**What you have to do**
This task calls for copying every line in the data below that contains the word "text".

**Data for review**

▼

//! Native dialog launch and import of the picked file
//!
//! A picked file is probed before it becomes a record, so a broken file
//! surfaces as `PickerOutcome::Failed` instead of an empty thumbnail.

use chrono::Utc;
use rfd::AsyncFileDialog;
use std::path::{Component, Path, PathBuf};
use tokio::task;

use super::{PickerOptions, PickerOutcome, StorageHint};
use crate::config::APP_NAME;
use crate::error::{GalleryError, Result};

/// Open the native image dialog and import whatever the user picks
pub async fn launch_image_library(options: PickerOptions) -> PickerOutcome {
    let picked = AsyncFileDialog::new()
        .set_title("Select Image")
        .add_filter(options.media_kind.label(), options.media_kind.extensions())
        .pick_file()
        .await;

    let Some(handle) = picked else {
        return PickerOutcome::Cancelled;
    };

    let root = storage_root(&options.storage);
    import_picked(handle.path().to_path_buf(), &options.storage, root).await
}

/// Turn a chosen file into an outcome.
///
/// `root` is the directory copies go under when the hint names a path.
pub async fn import_picked(path: PathBuf, hint: &StorageHint, root: Option<PathBuf>) -> PickerOutcome {
    match import(path, hint, root).await {
        Ok(uri) => PickerOutcome::Succeeded { uri },
        Err(e) => PickerOutcome::Failed {
            message: e.to_string(),
        },
    }
}

async fn import(path: PathBuf, hint: &StorageHint, root: Option<PathBuf>) -> Result<String> {
    probe(path.clone()).await?;

    let Some(subdir) = &hint.path else {
        return Ok(path_to_uri(&path));
    };

    if !is_relative_subdir(subdir) {
        return Err(GalleryError::Storage);
    }
    let target_dir = root.ok_or(GalleryError::Storage)?.join(subdir);
    tokio::fs::create_dir_all(&target_dir).await?;

    let file_name = path
        .file_name()
        .map(|name| name.to_string_lossy().into_owned())
        .unwrap_or_else(|| "image".to_string());

    // Stamp prefix keeps two picks of the same file apart
    let target = target_dir.join(format!("{}_{}", Utc::now().timestamp_millis(), file_name));
    tokio::fs::copy(&path, &target).await?;

    log::debug!("Copied {} to {}", path.display(), target.display());
    Ok(path_to_uri(&target))
}

/// Check the file decodes as an image (header only)
async fn probe(path: PathBuf) -> Result<(u32, u32)> {
    // Spawn blocking because image probing reads from disk synchronously
    task::spawn_blocking(move || {
        image::image_dimensions(&path).map_err(|e| GalleryError::Decode(e.to_string()))
    })
    .await
    .map_err(|e| GalleryError::Io(std::io::Error::other(e)))?
}

/// Directory copies of picked files live under.
/// Caches are excluded from backups, data directories are not.
pub fn storage_root(hint: &StorageHint) -> Option<PathBuf> {
    let base = if hint.skip_backup {
        dirs::cache_dir()
    } else {
        dirs::data_dir()
    };
    base.map(|dir| dir.join(APP_NAME))
}

/// Copies must stay under the storage root
fn is_relative_subdir(subdir: &str) -> bool {
    Path::new(subdir)
        .components()
        .all(|component| matches!(component, Component::Normal(_) | Component::CurDir))
}

fn path_to_uri(path: &Path) -> String {
    path.to_string_lossy().into_owned()
}
use iced::widget::{container, scrollable, text, Column, Row};
use iced::{Element, Length};

use super::item;
use crate::state::{ImageRecord, ImageStore};
use crate::Message;

/// Split the records into grid rows of `columns` cells (the last row may be short)
pub fn grid_rows(records: &[ImageRecord], columns: usize) -> Vec<&[ImageRecord]> {
    records.chunks(columns.max(1)).collect()
}

/// Render the whole store as a scrollable grid
pub fn view<'a>(store: &ImageStore, columns: usize, thumbnail_size: f32) -> Element<'a, Message> {
    if store.is_empty() {
        return container(text("No images yet. Pick one to get started.").size(16))
            .padding(20)
            .center_x(Length::Fill)
            .into();
    }

    let rows = grid_rows(store.list(), columns).into_iter().map(|cells| {
        Element::from(Row::with_children(
            cells.iter().map(|record| item::view(record, thumbnail_size)),
        ))
    });

    scrollable(container(Column::with_children(rows)).center_x(Length::Fill))
        .height(Length::Fill)
        .into()
}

▲

**Answer for this exercise**
use iced::widget::{container, scrollable, text, Column, Row};
        return container(text("No images yet. Pick one to get started.").size(16))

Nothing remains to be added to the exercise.